My car started hesitating under WOT at 3000-4000 RPM. I took it in today and the dealer is putting in a new WGA!!! (warranty) I thought it was bad gas. I have no engine mods except Firsty's Grounding Kit and a Yellow Top Optima with Custom Alum Battery Cage from E-Bay. I never heard of a WGA until this thread started. Thanks Mazda Forums.

367 (mp3yellow
 
Sspring89 said:
So, how exactly do you adjust the stock WGA? is there just a screw to up the boost, say, 1 psi?

well not reeeally. All you are adjusting is the length of it. If you tighten it, theoretically it'll take more boost to actuate it fully depending on how the stock actuator is.

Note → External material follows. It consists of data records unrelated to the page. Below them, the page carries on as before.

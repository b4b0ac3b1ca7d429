//! Gateway configuration
//!
//! Configuration is read from a YAML file once at startup. The route list is
//! order-sensitive: routes are matched in the order they appear.

use anyhow::{Context, Result, bail};
use serde::Deserialize;
use std::collections::HashSet;
use std::path::Path;
use std::time::Duration;

/// Environment variable naming the configuration file
pub const CONFIG_ENV: &str = "WAYPOINT_CONFIG";

/// Environment variable overriding `server.listen_addr`
pub const LISTEN_ENV: &str = "LISTEN";

const DEFAULT_CONFIG_PATH: &str = "waypoint.yaml";

#[derive(Debug, Clone, Deserialize)]
pub struct Config {
    #[serde(default)]
    pub server: ServerConfig,

    #[serde(default)]
    pub upstream: UpstreamConfig,

    #[serde(default = "default_routes")]
    pub routes: Vec<RouteConfig>,
}

#[derive(Debug, Clone, Deserialize)]
pub struct ServerConfig {
    #[serde(default = "default_listen_addr")]
    pub listen_addr: String,

    /// Largest inbound request (head plus body) the gateway will buffer
    #[serde(default = "default_max_request_bytes")]
    pub max_request_bytes: usize,
}

#[derive(Debug, Clone, Deserialize)]
pub struct UpstreamConfig {
    #[serde(default = "default_connect_timeout_ms")]
    pub connect_timeout_ms: u64,

    #[serde(default = "default_request_timeout_ms")]
    pub request_timeout_ms: u64,
}

/// A single `prefix -> upstream` rule as written in the config file
#[derive(Debug, Clone, PartialEq, Eq, Deserialize)]
pub struct RouteConfig {
    pub prefix: String,
    pub upstream: String,
    #[serde(default)]
    pub name: Option<String>,
}

fn default_listen_addr() -> String {
    "127.0.0.1:8080".to_string()
}

fn default_max_request_bytes() -> usize {
    1024 * 1024
}

fn default_connect_timeout_ms() -> u64 {
    2_000
}

fn default_request_timeout_ms() -> u64 {
    5_000
}

fn default_routes() -> Vec<RouteConfig> {
    vec![
        RouteConfig {
            prefix: "/user".to_string(),
            upstream: "http://user-service".to_string(),
            name: Some("user-service".to_string()),
        },
        RouteConfig {
            prefix: "/post".to_string(),
            upstream: "http://post-service".to_string(),
            name: Some("post-service".to_string()),
        },
    ]
}

impl Default for ServerConfig {
    fn default() -> Self {
        Self {
            listen_addr: default_listen_addr(),
            max_request_bytes: default_max_request_bytes(),
        }
    }
}

impl Default for UpstreamConfig {
    fn default() -> Self {
        Self {
            connect_timeout_ms: default_connect_timeout_ms(),
            request_timeout_ms: default_request_timeout_ms(),
        }
    }
}

impl Default for Config {
    fn default() -> Self {
        Self {
            server: ServerConfig::default(),
            upstream: UpstreamConfig::default(),
            routes: default_routes(),
        }
    }
}

impl UpstreamConfig {
    pub fn connect_timeout(&self) -> Duration {
        Duration::from_millis(self.connect_timeout_ms)
    }

    pub fn request_timeout(&self) -> Duration {
        Duration::from_millis(self.request_timeout_ms)
    }
}

impl Config {
    /// Load configuration using the process environment.
    ///
    /// The file named by `WAYPOINT_CONFIG` is required to exist. Without the
    /// variable, `waypoint.yaml` is used if present and the built-in defaults
    /// otherwise. `LISTEN` overrides the listen address in every case.
    pub fn load() -> Result<Self> {
        let mut cfg = match std::env::var(CONFIG_ENV) {
            Ok(path) => Self::from_file(&path)?,
            Err(_) if Path::new(DEFAULT_CONFIG_PATH).exists() => {
                Self::from_file(DEFAULT_CONFIG_PATH)?
            }
            Err(_) => {
                tracing::info!("No config file found, using built-in defaults");
                Self::default()
            }
        };

        if let Ok(listen_addr) = std::env::var(LISTEN_ENV) {
            cfg.server.listen_addr = listen_addr;
        }

        cfg.validate()?;
        Ok(cfg)
    }

    /// Read and validate a YAML config file
    pub fn from_file(path: impl AsRef<Path>) -> Result<Self> {
        let path = path.as_ref();
        let raw = std::fs::read_to_string(path)
            .with_context(|| format!("Failed to read config file {}", path.display()))?;

        Self::from_yaml(&raw)
            .with_context(|| format!("Invalid config file {}", path.display()))
    }

    /// Parse and validate a YAML document
    pub fn from_yaml(raw: &str) -> Result<Self> {
        let cfg: Config = serde_yaml::from_str(raw).context("Failed to parse YAML")?;
        cfg.validate()?;
        Ok(cfg)
    }

    /// Check the invariants the router relies on
    pub fn validate(&self) -> Result<()> {
        if self.routes.is_empty() {
            bail!("At least one route must be configured");
        }

        if self.upstream.connect_timeout_ms == 0 || self.upstream.request_timeout_ms == 0 {
            bail!("Upstream timeouts must be greater than zero");
        }

        if self.server.max_request_bytes == 0 {
            bail!("server.max_request_bytes must be greater than zero");
        }

        let mut seen = HashSet::new();
        for route in &self.routes {
            if !route.prefix.starts_with('/') {
                bail!("Route prefix {:?} must start with '/'", route.prefix);
            }

            if !seen.insert(route.prefix.as_str()) {
                bail!("Duplicate route prefix {:?}", route.prefix);
            }

            let url = url::Url::parse(&route.upstream)
                .with_context(|| format!("Invalid upstream URL for prefix {}", route.prefix))?;

            if url.scheme() != "http" {
                bail!(
                    "Upstream {} for prefix {} must use http://",
                    route.upstream,
                    route.prefix
                );
            }

            if url.host_str().is_none() {
                bail!("Upstream {} for prefix {} has no host", route.upstream, route.prefix);
            }
        }

        Ok(())
    }
}
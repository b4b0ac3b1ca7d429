use std::collections::HashMap;
use std::fmt;

/// A request method.
///
/// The gateway never interprets the method; it is copied onto the upstream
/// request as-is. Methods outside the common set are kept verbatim in
/// `Extension`.
#[derive(Debug, Clone, PartialEq, Eq, Hash)]
pub enum Method {
    GET,
    POST,
    PUT,
    DELETE,
    HEAD,
    OPTIONS,
    PATCH,
    Extension(String),
}

impl Method {
    pub const ALL: [Method; 7] = [
        Method::GET,
        Method::POST,
        Method::PUT,
        Method::DELETE,
        Method::HEAD,
        Method::OPTIONS,
        Method::PATCH,
    ];

    /// Parses a request-line method token. Tokens are case-sensitive, so
    /// `get` is an extension method distinct from `GET`.
    ///
    /// Returns `None` only when `token` is not a valid HTTP token.
    ///
    /// ```
    /// # use waypoint::http::request::Method;
    /// assert_eq!(Method::from_str("DELETE"), Some(Method::DELETE));
    /// assert_eq!(Method::from_str("PURGE"), Some(Method::Extension("PURGE".into())));
    /// assert_eq!(Method::from_str("GE T"), None);
    /// ```
    pub fn from_str(token: &str) -> Option<Self> {
        if token.is_empty() || !token.bytes().all(is_token_char) {
            return None;
        }

        let known = Self::ALL.into_iter().find(|m| m.as_str() == token);
        Some(known.unwrap_or_else(|| Method::Extension(token.to_string())))
    }

    pub fn as_str(&self) -> &str {
        match self {
            Method::GET => "GET",
            Method::POST => "POST",
            Method::PUT => "PUT",
            Method::DELETE => "DELETE",
            Method::HEAD => "HEAD",
            Method::OPTIONS => "OPTIONS",
            Method::PATCH => "PATCH",
            Method::Extension(token) => token,
        }
    }
}

/// `tchar` from RFC 9110
fn is_token_char(b: u8) -> bool {
    b.is_ascii_alphanumeric() || b"!#$%&'*+-.^_`|~".contains(&b)
}

impl fmt::Display for Method {
    fn fmt(&self, f: &mut fmt::Formatter<'_>) -> fmt::Result {
        f.write_str(self.as_str())
    }
}

/// A request read from a client connection.
///
/// Owned by the connection task and dropped once its response is written.
#[derive(Debug, Clone)]
pub struct Request {
    pub method: Method,
    /// Request-target as sent, query string included
    pub path: String,
    pub version: String,
    /// Header names keep the client's spelling; look them up with `header`
    pub headers: HashMap<String, String>,
    pub body: Vec<u8>,
}

impl Request {
    /// An HTTP/1.1 request with no headers and an empty body
    pub fn new(method: Method, path: impl Into<String>) -> Self {
        Self {
            method,
            path: path.into(),
            version: "HTTP/1.1".to_string(),
            headers: HashMap::new(),
            body: Vec::new(),
        }
    }

    pub fn with_header(mut self, name: impl Into<String>, value: impl Into<String>) -> Self {
        self.headers.insert(name.into(), value.into());
        self
    }

    pub fn with_body(mut self, body: impl Into<Vec<u8>>) -> Self {
        self.body = body.into();
        self
    }

    /// Retrieves a header value by name, ignoring ASCII case.
    pub fn header(&self, key: &str) -> Option<&str> {
        self.headers
            .iter()
            .find(|(k, _)| k.eq_ignore_ascii_case(key))
            .map(|(_, v)| v.as_str())
    }

    /// Declared body length; 0 when absent or unparseable
    pub fn content_length(&self) -> usize {
        self.header("Content-Length")
            .and_then(|v| v.trim().parse().ok())
            .unwrap_or(0)
    }

    /// Media type of the body without parameters, lowercased
    /// (`"application/x-www-form-urlencoded; charset=UTF-8"` gives
    /// `"application/x-www-form-urlencoded"`).
    pub fn content_type(&self) -> Option<String> {
        self.header("Content-Type").map(|v| {
            v.split(';')
                .next()
                .unwrap_or_default()
                .trim()
                .to_ascii_lowercase()
        })
    }

    /// The path component of the request-target, without the query string
    /// or fragment.
    pub fn path_only(&self) -> &str {
        let end = self.path.find(['?', '#']).unwrap_or(self.path.len());
        &self.path[..end]
    }

    /// Determines whether the connection should remain open after the response.
    ///
    /// HTTP/1.1 defaults to keep-alive unless `Connection: close` is sent.
    /// HTTP/1.0 requires an explicit `Connection: keep-alive`.
    pub fn keep_alive(&self) -> bool {
        match self.header("Connection") {
            Some(v) if v.eq_ignore_ascii_case("close") => false,
            Some(v) if v.eq_ignore_ascii_case("keep-alive") => true,
            _ => self.version != "HTTP/1.0",
        }
    }
}
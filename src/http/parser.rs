use crate::http::request::{Method, Request};
use crate::http::response::{Response, StatusCode};
use std::collections::HashMap;

#[derive(Debug, PartialEq, Eq)]
pub enum ParseError {
    InvalidRequest,
    InvalidMethod,
    InvalidHeader,
    InvalidContentLength,
    UnsupportedTransferEncoding,
    TooLarge,
    Incomplete,
}

impl ParseError {
    /// The response sent to the client before the connection is closed
    pub fn to_response(&self) -> Response {
        match self {
            ParseError::TooLarge => {
                Response::json_error(StatusCode::PAYLOAD_TOO_LARGE, "Payload Too Large")
            }
            ParseError::UnsupportedTransferEncoding => {
                Response::json_error(StatusCode::NOT_IMPLEMENTED, "Not Implemented")
            }
            _ => Response::bad_request(),
        }
    }
}

/// Parse one request from the front of `buf`.
///
/// Returns the request and the number of bytes it occupied, or
/// `ParseError::Incomplete` if more data is needed. Bodies must be framed by
/// `Content-Length`; chunked request bodies are rejected.
pub fn parse_http_request(buf: &[u8]) -> Result<(Request, usize), ParseError> {
    // Look for header/body separator
    let headers_end = find_headers_end(buf).ok_or(ParseError::Incomplete)?;
    let header_bytes = &buf[..headers_end];
    let body_bytes = &buf[headers_end + 4..];

    let headers_str = std::str::from_utf8(header_bytes)
        .map_err(|_| ParseError::InvalidRequest)?;

    let mut lines = headers_str.split("\r\n");

    // Request line
    let request_line = lines.next().ok_or(ParseError::InvalidRequest)?;
    let mut parts = request_line.split_whitespace();

    let method_str = parts.next().ok_or(ParseError::InvalidRequest)?;
    let target = parts.next().ok_or(ParseError::InvalidRequest)?;
    let version = parts.next().ok_or(ParseError::InvalidRequest)?;

    if parts.next().is_some() || !version.starts_with("HTTP/") {
        return Err(ParseError::InvalidRequest);
    }

    let method = Method::from_str(method_str).ok_or(ParseError::InvalidMethod)?;
    let path = origin_form(target)?;

    // Headers
    let mut headers = HashMap::new();

    for line in lines {
        if line.is_empty() {
            continue;
        }

        let (key, value) = line
            .split_once(':')
            .ok_or(ParseError::InvalidHeader)?;

        let key = key.trim();
        if key.is_empty() {
            return Err(ParseError::InvalidHeader);
        }

        headers.insert(key.to_string(), value.trim().to_string());
    }

    let header = |name: &str| {
        headers
            .iter()
            .find(|(k, _)| k.eq_ignore_ascii_case(name))
            .map(|(_, v)| v.as_str())
    };

    if header("Transfer-Encoding").is_some_and(|v| !v.eq_ignore_ascii_case("identity")) {
        return Err(ParseError::UnsupportedTransferEncoding);
    }

    // Body
    let content_length = header("Content-Length")
        .map(|v| v.parse::<usize>().map_err(|_| ParseError::InvalidContentLength))
        .transpose()?
        .unwrap_or(0);

    if body_bytes.len() < content_length {
        return Err(ParseError::Incomplete);
    }

    let body = body_bytes[..content_length].to_vec();

    let request = Request {
        method,
        path,
        version: version.to_string(),
        headers,
        body,
    };

    let total_consumed = headers_end + 4 + content_length;
    Ok((request, total_consumed))
}

/// Declared body length of a request whose head is already buffered.
///
/// Lets the connection reject oversized requests before reading the body.
pub fn declared_content_length(buf: &[u8]) -> Option<usize> {
    let headers_end = find_headers_end(buf)?;
    let head = std::str::from_utf8(&buf[..headers_end]).ok()?;

    head.split("\r\n").skip(1).find_map(|line| {
        let (key, value) = line.split_once(':')?;
        key.trim()
            .eq_ignore_ascii_case("Content-Length")
            .then(|| value.trim().parse().ok())
            .flatten()
    })
}

/// Reduce an absolute-form target (`http://host/path?q`) to origin-form.
fn origin_form(target: &str) -> Result<String, ParseError> {
    if target.starts_with("http://") || target.starts_with("https://") {
        let url = url::Url::parse(target).map_err(|_| ParseError::InvalidRequest)?;
        let mut path = url.path().to_string();
        if let Some(query) = url.query() {
            path.push('?');
            path.push_str(query);
        }
        return Ok(path);
    }

    if target.starts_with('/') || target == "*" {
        Ok(target.to_string())
    } else {
        Err(ParseError::InvalidRequest)
    }
}

pub(crate) fn find_headers_end(buf: &[u8]) -> Option<usize> {
    buf.windows(4)
        .position(|w| w == b"\r\n\r\n")
}
use anyhow::{Context, Result};
use url::Url;

use crate::config::RouteConfig;

/// A compiled `prefix -> upstream` rule
#[derive(Debug, Clone, PartialEq, Eq)]
pub struct Route {
    /// Literal path prefix, matched byte-wise and case-sensitively
    pub prefix: String,

    /// Base address of the owning service (e.g. "http://user-service")
    pub upstream: Url,

    /// Optional service name for logging
    pub name: Option<String>,
}

impl Route {
    pub fn new(config: &RouteConfig) -> Result<Self> {
        let upstream = Url::parse(&config.upstream)
            .with_context(|| format!("Invalid upstream URL {:?}", config.upstream))?;

        Ok(Self {
            prefix: config.prefix.clone(),
            upstream,
            name: config.name.clone(),
        })
    }

    /// Get a display name for the route's upstream (name or URL)
    pub fn display_name(&self) -> &str {
        self.name.as_deref().unwrap_or(self.upstream.as_str())
    }

    /// `host[:port]` of the upstream, as sent in the `Host` header
    pub fn authority(&self) -> String {
        let host = self.upstream.host_str().unwrap_or_default();
        match self.upstream.port() {
            Some(port) => format!("{}:{}", host, port),
            None => host.to_string(),
        }
    }

    /// Socket address string to dial, defaulting to port 80
    pub fn socket_addr(&self) -> String {
        let host = self.upstream.host_str().unwrap_or_default();
        let port = self.upstream.port_or_known_default().unwrap_or(80);
        format!("{}:{}", host, port)
    }
}

/// Result of matching a path against the table
#[derive(Debug, Clone, Copy, PartialEq, Eq)]
pub struct RouteMatch<'a> {
    pub route: &'a Route,

    /// The request path with exactly the matched prefix removed; may be empty
    pub remainder: &'a str,
}

impl RouteMatch<'_> {
    /// Origin-form request target for the upstream.
    ///
    /// Joins the upstream's base path with the remainder. An empty remainder
    /// addresses the upstream root, and a remainder that does not begin with
    /// `/` gets one so the target stays a valid path.
    pub fn upstream_target(&self) -> String {
        let base = self.route.upstream.path().trim_end_matches('/');

        let mut target = String::with_capacity(base.len() + self.remainder.len() + 1);
        target.push_str(base);
        if !self.remainder.is_empty() && !self.remainder.starts_with('/') {
            target.push('/');
        }
        target.push_str(self.remainder);

        if target.is_empty() {
            target.push('/');
        }
        target
    }
}

/// Ordered, immutable set of routes
#[derive(Debug, Clone, Default)]
pub struct RouteTable {
    routes: Vec<Route>,
}

impl RouteTable {
    pub fn new(routes: Vec<Route>) -> Self {
        Self { routes }
    }

    /// Compile the configured routes, keeping their order
    pub fn from_config(configs: &[RouteConfig]) -> Result<Self> {
        let routes = configs
            .iter()
            .map(Route::new)
            .collect::<Result<Vec<_>>>()?;

        Ok(Self::new(routes))
    }

    /// Find the first route, in registration order, whose prefix starts `path`.
    ///
    /// First match wins even if a later prefix is longer, so narrower prefixes
    /// must be registered before broader ones to avoid shadowing.
    pub fn resolve<'a>(&'a self, path: &'a str) -> Option<RouteMatch<'a>> {
        self.routes.iter().find_map(|route| {
            path.strip_prefix(route.prefix.as_str())
                .map(|remainder| RouteMatch { route, remainder })
        })
    }

    pub fn routes(&self) -> &[Route] {
        &self.routes
    }

    pub fn len(&self) -> usize {
        self.routes.len()
    }

    pub fn is_empty(&self) -> bool {
        self.routes.is_empty()
    }
}
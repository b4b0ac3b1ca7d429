//! TCP front end
//!
//! Accepts client connections and hands each one to its own task.

pub mod listener;
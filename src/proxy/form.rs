//! Form field extraction and re-encoding
//!
//! The gateway does not forward request bodies byte for byte. It parses the
//! inbound body as form fields, either URL-encoded or the text parts of
//! `multipart/form-data`, and sends the upstream a fresh URL-encoding of
//! those fields. File parts and non-form bodies contribute no fields.

use std::convert::Infallible;

use bytes::Bytes;
use futures_util::stream;
use multer::Multipart;
use url::form_urlencoded;

use crate::http::request::Request;

pub const FORM_CONTENT_TYPE: &str = "application/x-www-form-urlencoded";
pub const MULTIPART_CONTENT_TYPE: &str = "multipart/form-data";

/// Ordered form fields with unique names
#[derive(Debug, Clone, Default, PartialEq, Eq)]
pub struct FormFields {
    fields: Vec<(String, String)>,
}

impl FormFields {
    /// Parse a URL-encoded body.
    ///
    /// Parsing is lenient: malformed escapes are kept literally and pairs
    /// without `=` get an empty value. A repeated name keeps the position of
    /// its first occurrence and the value of its last.
    pub fn parse(body: &[u8]) -> Self {
        let mut fields = Self::default();

        for (name, value) in form_urlencoded::parse(body) {
            fields.insert(name.into_owned(), value.into_owned());
        }

        fields
    }

    /// Text fields of a `multipart/form-data` body.
    ///
    /// `content_type` is the full header value carrying the boundary. Parts
    /// with a filename are skipped. A malformed body yields the fields read
    /// before the damage.
    pub async fn parse_multipart(content_type: &str, body: &[u8]) -> Self {
        let mut fields = Self::default();

        let boundary = match multer::parse_boundary(content_type) {
            Ok(boundary) => boundary,
            Err(e) => {
                tracing::debug!(error = %e, "Multipart body without a usable boundary");
                return fields;
            }
        };

        let chunk = Bytes::copy_from_slice(body);
        let mut multipart = Multipart::new(stream::iter([Ok::<_, Infallible>(chunk)]), boundary);

        loop {
            let field = match multipart.next_field().await {
                Ok(Some(field)) => field,
                Ok(None) => break,
                Err(e) => {
                    tracing::debug!(error = %e, "Stopped reading malformed multipart body");
                    break;
                }
            };

            if field.file_name().is_some() {
                continue;
            }
            let Some(name) = field.name().map(str::to_string) else {
                continue;
            };

            match field.text().await {
                Ok(value) => fields.insert(name, value),
                Err(e) => {
                    tracing::debug!(error = %e, field = %name, "Unreadable multipart field");
                    break;
                }
            }
        }

        fields
    }

    /// Fields of a request whose body is declared as a form, URL-encoded or
    /// multipart. Any other body has no fields.
    pub async fn from_request(request: &Request) -> Self {
        match request.content_type().as_deref() {
            Some(FORM_CONTENT_TYPE) => Self::parse(&request.body),
            Some(MULTIPART_CONTENT_TYPE) => {
                let content_type = request.header("Content-Type").unwrap_or_default();
                Self::parse_multipart(content_type, &request.body).await
            }
            _ => Self::default(),
        }
    }

    /// Empty names are dropped; a repeat overwrites the earlier value in place
    fn insert(&mut self, name: String, value: String) {
        if name.is_empty() {
            return;
        }

        match self.fields.iter_mut().find(|(existing, _)| *existing == name) {
            Some((_, slot)) => *slot = value,
            None => self.fields.push((name, value)),
        }
    }

    /// Serialize as `application/x-www-form-urlencoded` (spaces become `+`)
    pub fn encode(&self) -> String {
        form_urlencoded::Serializer::new(String::new())
            .extend_pairs(self.fields.iter())
            .finish()
    }

    pub fn get(&self, name: &str) -> Option<&str> {
        self.fields
            .iter()
            .find(|(n, _)| n == name)
            .map(|(_, v)| v.as_str())
    }

    pub fn iter(&self) -> impl Iterator<Item = (&str, &str)> {
        self.fields.iter().map(|(n, v)| (n.as_str(), v.as_str()))
    }

    pub fn len(&self) -> usize {
        self.fields.len()
    }

    pub fn is_empty(&self) -> bool {
        self.fields.is_empty()
    }
}
//! Waypoint - prefix-routing HTTP gateway
//!
//! Receives HTTP requests, picks the upstream service that owns the path
//! prefix, forwards the request with the prefix stripped and relays the
//! upstream's response.

pub mod config;
pub mod http;
pub mod proxy;
pub mod routing;
pub mod server;
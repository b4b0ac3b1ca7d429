use tokio::io::{AsyncWrite, AsyncWriteExt};

use crate::http::response::Response;

/// A response serialized for the client, written out in one or more passes
pub struct ResponseWriter {
    buffer: Vec<u8>,
    written: usize,
}

impl ResponseWriter {
    /// Serialize `response`, stamping our own `Connection` header over any
    /// the upstream sent.
    pub fn new(response: &Response, keep_alive: bool) -> Self {
        let mut head = format!(
            "HTTP/1.1 {} {}\r\n",
            response.status.as_u16(),
            response.status.reason_phrase()
        );

        for (name, value) in response
            .headers
            .iter()
            .filter(|(name, _)| !name.eq_ignore_ascii_case("Connection"))
        {
            head.push_str(name);
            head.push_str(": ");
            head.push_str(value);
            head.push_str("\r\n");
        }

        head.push_str(if keep_alive {
            "Connection: keep-alive\r\n\r\n"
        } else {
            "Connection: close\r\n\r\n"
        });

        let mut buffer = head.into_bytes();
        buffer.extend_from_slice(&response.body);

        Self { buffer, written: 0 }
    }

    /// Write whatever has not been written yet, then flush
    pub async fn write_to_stream<W>(&mut self, stream: &mut W) -> anyhow::Result<()>
    where
        W: AsyncWrite + Unpin,
    {
        while let Some(rest) = self.buffer.get(self.written..).filter(|r| !r.is_empty()) {
            match stream.write(rest).await? {
                0 => anyhow::bail!("connection closed while writing"),
                n => self.written += n,
            }
        }

        stream.flush().await?;
        Ok(())
    }
}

Actually wait no.. no matter what your wastegate actuator should be open fully by 5.5-6.5 psi (don't know what stock msp is) so if you tighten it to let it boost a little higher, it'll just take longer to open. yeah just get a manual boost controller. Much easier, more precise, etc.
 
That is a much better option, boost controler. It would be too much of a pain in the a to keep taking the actuator off just to get a pound extra or less. I have a MBC and I just set it up higher lower it just takes a few seconds.
 
jmv said:
right, they are not the same because the stock piece is adjustable.... but if they hold very close to the same boost and serve the same purpose, and both are able to be bolted right in, is there really that much problem with going with the cheaper one?? I guess its personal opinion, but it wasn't a super big deal to me. I guess YMMV.

the OEM one just doesn't bolt right in... you have to adjust it to the proper length first before installing it, then testing to see if it's building the correct stock boost... which wouldn't be the same on all setups on a given same length due to manufacturing variations on all sorts of parts... the OEM s*** is NOT pre-adjusted to the correct length from the factory!
 
Kansei said:
I'd say typically the OEM one would probably be of better quality, but well with how unreliable people's wastegate actuators have been.. ugh


the fact that the original ones have been breaking on some people's cars is why mazda came out with an updated part, which shouldn't have problems like the original ones did
 
TheMAN said:
the OEM one just doesn't bolt right in... you have to adjust it to the proper length first before installing it, then testing to see if it's building the correct stock boost... which wouldn't be the same on all setups on a given same length due to manufacturing variations on all sorts of parts... the OEM s*** is NOT pre-adjusted to the correct length from the factory!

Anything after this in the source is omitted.